:: Available records ::

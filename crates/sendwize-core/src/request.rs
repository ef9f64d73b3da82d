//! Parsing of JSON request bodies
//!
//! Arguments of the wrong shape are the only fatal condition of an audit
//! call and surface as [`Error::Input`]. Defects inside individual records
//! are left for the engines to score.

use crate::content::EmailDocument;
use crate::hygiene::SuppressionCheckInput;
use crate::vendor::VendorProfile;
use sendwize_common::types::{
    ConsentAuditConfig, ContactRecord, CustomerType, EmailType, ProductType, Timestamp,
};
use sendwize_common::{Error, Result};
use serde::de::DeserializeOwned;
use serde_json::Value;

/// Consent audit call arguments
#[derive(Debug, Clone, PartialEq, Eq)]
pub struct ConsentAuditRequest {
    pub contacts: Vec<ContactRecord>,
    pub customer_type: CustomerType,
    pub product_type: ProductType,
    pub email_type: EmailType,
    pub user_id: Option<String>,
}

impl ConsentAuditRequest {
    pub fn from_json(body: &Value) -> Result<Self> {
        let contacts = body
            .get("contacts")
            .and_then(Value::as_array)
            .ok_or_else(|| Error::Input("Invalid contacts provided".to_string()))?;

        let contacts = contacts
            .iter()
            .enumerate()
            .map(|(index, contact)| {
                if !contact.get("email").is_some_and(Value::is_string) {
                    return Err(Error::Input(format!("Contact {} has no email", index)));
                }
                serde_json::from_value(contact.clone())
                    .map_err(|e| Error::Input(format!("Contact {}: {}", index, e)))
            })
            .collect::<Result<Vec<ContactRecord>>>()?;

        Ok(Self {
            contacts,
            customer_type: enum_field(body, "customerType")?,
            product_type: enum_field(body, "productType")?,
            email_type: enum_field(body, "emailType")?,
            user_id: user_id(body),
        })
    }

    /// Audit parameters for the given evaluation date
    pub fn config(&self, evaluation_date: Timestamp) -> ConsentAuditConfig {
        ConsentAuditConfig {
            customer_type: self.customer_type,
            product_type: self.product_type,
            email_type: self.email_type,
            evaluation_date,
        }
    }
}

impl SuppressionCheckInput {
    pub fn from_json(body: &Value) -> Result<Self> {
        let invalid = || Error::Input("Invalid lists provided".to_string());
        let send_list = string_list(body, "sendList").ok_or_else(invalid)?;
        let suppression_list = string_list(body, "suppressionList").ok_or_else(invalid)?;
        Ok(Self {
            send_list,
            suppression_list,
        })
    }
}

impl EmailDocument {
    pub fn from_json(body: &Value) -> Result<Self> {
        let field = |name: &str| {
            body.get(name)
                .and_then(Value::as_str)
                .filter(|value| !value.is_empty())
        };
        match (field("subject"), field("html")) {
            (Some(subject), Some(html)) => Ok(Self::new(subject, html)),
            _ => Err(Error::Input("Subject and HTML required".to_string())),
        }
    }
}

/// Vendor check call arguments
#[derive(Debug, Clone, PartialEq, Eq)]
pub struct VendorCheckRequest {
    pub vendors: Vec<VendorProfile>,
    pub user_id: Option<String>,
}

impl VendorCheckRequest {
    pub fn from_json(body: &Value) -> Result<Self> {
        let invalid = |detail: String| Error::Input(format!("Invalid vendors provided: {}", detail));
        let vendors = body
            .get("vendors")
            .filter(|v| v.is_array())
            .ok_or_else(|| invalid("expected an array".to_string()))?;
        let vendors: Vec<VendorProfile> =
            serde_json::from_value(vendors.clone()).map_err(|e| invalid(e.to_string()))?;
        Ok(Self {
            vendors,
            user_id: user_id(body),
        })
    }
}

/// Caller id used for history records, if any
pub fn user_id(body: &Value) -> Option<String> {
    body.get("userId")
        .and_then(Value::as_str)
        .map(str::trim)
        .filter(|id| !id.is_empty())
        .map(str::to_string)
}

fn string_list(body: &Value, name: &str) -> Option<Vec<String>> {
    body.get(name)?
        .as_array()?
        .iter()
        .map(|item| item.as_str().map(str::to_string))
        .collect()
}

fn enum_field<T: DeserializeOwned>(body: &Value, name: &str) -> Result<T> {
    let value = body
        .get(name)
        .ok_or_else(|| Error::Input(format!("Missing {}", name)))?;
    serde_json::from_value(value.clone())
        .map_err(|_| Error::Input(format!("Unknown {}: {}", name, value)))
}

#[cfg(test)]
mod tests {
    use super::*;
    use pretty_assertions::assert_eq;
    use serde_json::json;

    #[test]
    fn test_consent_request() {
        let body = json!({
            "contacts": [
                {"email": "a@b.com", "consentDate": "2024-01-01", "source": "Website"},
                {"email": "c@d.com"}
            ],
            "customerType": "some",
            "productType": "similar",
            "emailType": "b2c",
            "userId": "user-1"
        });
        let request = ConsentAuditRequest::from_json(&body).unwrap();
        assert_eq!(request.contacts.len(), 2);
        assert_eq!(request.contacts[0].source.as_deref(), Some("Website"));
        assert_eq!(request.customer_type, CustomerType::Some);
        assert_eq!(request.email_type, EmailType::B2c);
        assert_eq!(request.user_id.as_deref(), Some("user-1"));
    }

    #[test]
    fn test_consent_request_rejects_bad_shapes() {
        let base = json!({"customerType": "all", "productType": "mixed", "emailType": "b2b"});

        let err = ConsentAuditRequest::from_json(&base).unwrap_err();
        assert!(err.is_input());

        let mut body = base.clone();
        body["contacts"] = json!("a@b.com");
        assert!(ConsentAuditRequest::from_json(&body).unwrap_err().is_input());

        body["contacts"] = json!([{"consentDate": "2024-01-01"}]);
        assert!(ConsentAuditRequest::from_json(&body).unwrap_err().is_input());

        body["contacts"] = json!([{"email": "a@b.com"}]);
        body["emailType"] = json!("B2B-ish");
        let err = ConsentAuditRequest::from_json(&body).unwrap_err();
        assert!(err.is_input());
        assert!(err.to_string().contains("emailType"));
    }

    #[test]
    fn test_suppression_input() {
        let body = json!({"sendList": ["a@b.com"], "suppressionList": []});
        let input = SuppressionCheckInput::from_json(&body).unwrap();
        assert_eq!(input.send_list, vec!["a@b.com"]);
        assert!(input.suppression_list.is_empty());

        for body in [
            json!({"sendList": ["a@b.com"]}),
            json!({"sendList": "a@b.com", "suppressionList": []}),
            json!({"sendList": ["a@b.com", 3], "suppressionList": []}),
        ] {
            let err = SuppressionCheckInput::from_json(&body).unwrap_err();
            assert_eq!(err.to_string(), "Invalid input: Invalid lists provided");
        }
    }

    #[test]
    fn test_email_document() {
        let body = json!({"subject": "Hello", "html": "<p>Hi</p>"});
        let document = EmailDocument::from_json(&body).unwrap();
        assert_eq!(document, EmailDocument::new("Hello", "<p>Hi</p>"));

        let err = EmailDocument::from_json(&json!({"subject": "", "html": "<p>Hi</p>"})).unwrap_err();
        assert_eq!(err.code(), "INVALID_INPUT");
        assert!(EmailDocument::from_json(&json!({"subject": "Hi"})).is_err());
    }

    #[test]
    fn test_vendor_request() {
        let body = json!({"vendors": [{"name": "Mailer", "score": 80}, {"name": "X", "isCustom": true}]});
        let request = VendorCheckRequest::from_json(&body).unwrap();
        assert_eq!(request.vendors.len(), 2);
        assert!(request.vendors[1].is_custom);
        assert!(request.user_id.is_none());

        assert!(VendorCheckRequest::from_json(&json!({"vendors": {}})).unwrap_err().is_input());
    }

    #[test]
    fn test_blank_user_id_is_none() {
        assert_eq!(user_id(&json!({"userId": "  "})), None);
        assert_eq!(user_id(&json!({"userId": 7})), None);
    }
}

:::

◆ What is expected
In the entries above, find each line with "ConsentAuditConfig" and copy it.

◆ Solution
    ConsentAuditConfig, ContactRecord, CustomerType, EmailType, ProductType, Timestamp,
    pub fn config(&self, evaluation_date: Timestamp) -> ConsentAuditConfig {
        ConsentAuditConfig {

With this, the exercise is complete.